Collection entries
%%

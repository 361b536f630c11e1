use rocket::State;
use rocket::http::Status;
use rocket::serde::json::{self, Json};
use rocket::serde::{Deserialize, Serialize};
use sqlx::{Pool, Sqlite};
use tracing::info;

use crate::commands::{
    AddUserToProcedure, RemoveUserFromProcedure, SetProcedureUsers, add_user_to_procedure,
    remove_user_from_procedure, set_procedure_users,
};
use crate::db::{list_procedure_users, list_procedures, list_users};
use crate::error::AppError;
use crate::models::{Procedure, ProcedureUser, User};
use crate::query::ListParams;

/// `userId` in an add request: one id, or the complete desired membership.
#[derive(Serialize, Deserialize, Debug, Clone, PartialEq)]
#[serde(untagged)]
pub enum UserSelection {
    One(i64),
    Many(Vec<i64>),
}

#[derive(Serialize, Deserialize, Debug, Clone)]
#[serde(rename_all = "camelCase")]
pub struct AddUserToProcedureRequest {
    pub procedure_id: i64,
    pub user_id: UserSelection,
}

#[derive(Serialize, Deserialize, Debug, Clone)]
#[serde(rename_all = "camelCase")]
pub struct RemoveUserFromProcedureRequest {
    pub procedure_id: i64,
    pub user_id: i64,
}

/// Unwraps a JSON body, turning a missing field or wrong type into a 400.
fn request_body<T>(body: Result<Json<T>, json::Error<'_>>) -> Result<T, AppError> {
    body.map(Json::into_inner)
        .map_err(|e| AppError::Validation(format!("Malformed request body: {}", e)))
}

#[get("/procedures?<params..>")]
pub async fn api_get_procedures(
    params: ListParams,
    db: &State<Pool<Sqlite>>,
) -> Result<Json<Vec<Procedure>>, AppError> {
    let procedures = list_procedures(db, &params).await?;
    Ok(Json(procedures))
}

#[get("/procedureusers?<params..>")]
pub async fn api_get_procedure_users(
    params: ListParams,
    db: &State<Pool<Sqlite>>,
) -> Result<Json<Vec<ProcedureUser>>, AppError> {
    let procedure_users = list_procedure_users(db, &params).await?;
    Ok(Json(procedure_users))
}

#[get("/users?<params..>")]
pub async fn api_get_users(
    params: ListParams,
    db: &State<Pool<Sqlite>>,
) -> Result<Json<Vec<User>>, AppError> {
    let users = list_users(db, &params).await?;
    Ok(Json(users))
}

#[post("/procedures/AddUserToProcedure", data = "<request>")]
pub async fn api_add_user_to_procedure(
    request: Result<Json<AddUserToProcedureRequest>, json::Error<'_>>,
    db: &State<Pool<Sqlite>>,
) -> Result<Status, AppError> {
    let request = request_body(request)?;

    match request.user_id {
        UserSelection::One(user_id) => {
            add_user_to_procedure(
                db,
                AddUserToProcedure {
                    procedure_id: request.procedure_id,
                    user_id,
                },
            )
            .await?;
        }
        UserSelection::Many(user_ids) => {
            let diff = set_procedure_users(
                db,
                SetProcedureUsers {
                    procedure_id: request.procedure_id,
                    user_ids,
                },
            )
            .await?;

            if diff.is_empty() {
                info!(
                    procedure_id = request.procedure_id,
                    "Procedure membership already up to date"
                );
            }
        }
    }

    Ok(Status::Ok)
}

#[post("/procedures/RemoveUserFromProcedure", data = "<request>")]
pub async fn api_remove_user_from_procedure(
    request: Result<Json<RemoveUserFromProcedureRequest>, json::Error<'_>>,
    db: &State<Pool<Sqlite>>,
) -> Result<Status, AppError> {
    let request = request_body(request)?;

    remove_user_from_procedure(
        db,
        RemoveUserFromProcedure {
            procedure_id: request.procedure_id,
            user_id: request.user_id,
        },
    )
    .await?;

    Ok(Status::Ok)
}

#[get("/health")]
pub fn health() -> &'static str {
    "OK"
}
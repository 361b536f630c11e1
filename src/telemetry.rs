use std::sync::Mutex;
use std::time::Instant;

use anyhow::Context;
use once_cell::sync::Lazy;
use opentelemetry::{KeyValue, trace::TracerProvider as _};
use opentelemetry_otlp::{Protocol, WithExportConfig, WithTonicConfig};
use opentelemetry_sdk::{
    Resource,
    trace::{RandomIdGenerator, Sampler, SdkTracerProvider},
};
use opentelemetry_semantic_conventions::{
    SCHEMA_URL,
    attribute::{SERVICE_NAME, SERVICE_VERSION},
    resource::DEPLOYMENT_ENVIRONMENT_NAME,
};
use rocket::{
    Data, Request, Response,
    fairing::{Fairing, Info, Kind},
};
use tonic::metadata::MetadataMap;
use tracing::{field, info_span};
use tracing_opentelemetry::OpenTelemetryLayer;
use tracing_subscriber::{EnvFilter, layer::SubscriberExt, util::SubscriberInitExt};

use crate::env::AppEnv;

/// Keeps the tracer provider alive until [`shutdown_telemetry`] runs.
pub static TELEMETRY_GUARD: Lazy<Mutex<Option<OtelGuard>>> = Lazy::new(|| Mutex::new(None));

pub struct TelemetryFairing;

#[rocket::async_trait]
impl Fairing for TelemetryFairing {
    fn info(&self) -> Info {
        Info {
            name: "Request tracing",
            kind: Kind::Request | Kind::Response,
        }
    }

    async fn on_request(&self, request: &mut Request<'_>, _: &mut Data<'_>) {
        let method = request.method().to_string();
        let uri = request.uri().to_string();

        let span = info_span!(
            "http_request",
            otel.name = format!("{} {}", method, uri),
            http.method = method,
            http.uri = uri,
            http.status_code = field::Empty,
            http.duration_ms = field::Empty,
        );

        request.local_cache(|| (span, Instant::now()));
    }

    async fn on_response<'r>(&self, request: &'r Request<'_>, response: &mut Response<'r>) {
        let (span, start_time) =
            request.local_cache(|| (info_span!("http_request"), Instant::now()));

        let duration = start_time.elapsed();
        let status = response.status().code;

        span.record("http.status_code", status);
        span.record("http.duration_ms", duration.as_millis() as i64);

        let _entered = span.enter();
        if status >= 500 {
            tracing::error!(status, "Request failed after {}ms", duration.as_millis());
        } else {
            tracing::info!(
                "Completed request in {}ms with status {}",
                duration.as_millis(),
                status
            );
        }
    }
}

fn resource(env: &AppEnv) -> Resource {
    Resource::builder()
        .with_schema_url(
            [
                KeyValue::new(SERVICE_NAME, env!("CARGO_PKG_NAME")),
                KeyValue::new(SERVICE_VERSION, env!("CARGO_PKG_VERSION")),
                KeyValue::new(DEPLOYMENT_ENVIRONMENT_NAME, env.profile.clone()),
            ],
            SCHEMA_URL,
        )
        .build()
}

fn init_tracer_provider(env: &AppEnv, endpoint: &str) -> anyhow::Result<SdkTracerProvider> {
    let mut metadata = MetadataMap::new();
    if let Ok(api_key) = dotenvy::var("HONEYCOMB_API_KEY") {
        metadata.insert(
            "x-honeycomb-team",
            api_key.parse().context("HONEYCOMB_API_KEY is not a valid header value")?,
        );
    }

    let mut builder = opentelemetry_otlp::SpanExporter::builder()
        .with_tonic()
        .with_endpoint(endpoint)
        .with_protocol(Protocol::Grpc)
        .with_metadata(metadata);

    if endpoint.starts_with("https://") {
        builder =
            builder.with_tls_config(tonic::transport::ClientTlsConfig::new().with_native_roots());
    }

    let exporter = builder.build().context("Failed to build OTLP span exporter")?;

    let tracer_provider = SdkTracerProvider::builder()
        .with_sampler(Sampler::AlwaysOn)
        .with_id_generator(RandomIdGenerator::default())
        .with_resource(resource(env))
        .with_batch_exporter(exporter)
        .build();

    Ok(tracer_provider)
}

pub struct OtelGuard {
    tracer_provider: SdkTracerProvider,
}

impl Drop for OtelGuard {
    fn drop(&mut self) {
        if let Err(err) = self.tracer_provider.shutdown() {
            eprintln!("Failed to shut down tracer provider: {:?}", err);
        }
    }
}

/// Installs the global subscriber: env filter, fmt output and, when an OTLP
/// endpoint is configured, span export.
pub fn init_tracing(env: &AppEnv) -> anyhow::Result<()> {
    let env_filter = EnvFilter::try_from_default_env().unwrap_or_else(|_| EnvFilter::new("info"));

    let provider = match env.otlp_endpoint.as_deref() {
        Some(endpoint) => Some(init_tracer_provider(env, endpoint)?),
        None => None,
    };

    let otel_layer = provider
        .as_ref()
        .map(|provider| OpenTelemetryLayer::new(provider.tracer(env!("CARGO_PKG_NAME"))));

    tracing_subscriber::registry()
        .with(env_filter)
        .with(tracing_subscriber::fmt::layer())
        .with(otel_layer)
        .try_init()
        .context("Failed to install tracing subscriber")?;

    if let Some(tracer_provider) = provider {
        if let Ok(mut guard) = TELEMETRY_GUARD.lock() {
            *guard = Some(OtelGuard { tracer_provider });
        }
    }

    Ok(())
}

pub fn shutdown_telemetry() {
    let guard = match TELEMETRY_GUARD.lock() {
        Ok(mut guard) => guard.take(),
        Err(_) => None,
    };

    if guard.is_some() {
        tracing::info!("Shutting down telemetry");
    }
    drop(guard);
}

%%

**Directions for this task**:
Look over the records. Copy the lines that include the word "rocket".

**Result**:
use rocket::State;
use rocket::http::Status;
use rocket::serde::json::{self, Json};
use rocket::serde::{Deserialize, Serialize};
use rocket::{
#[rocket::async_trait]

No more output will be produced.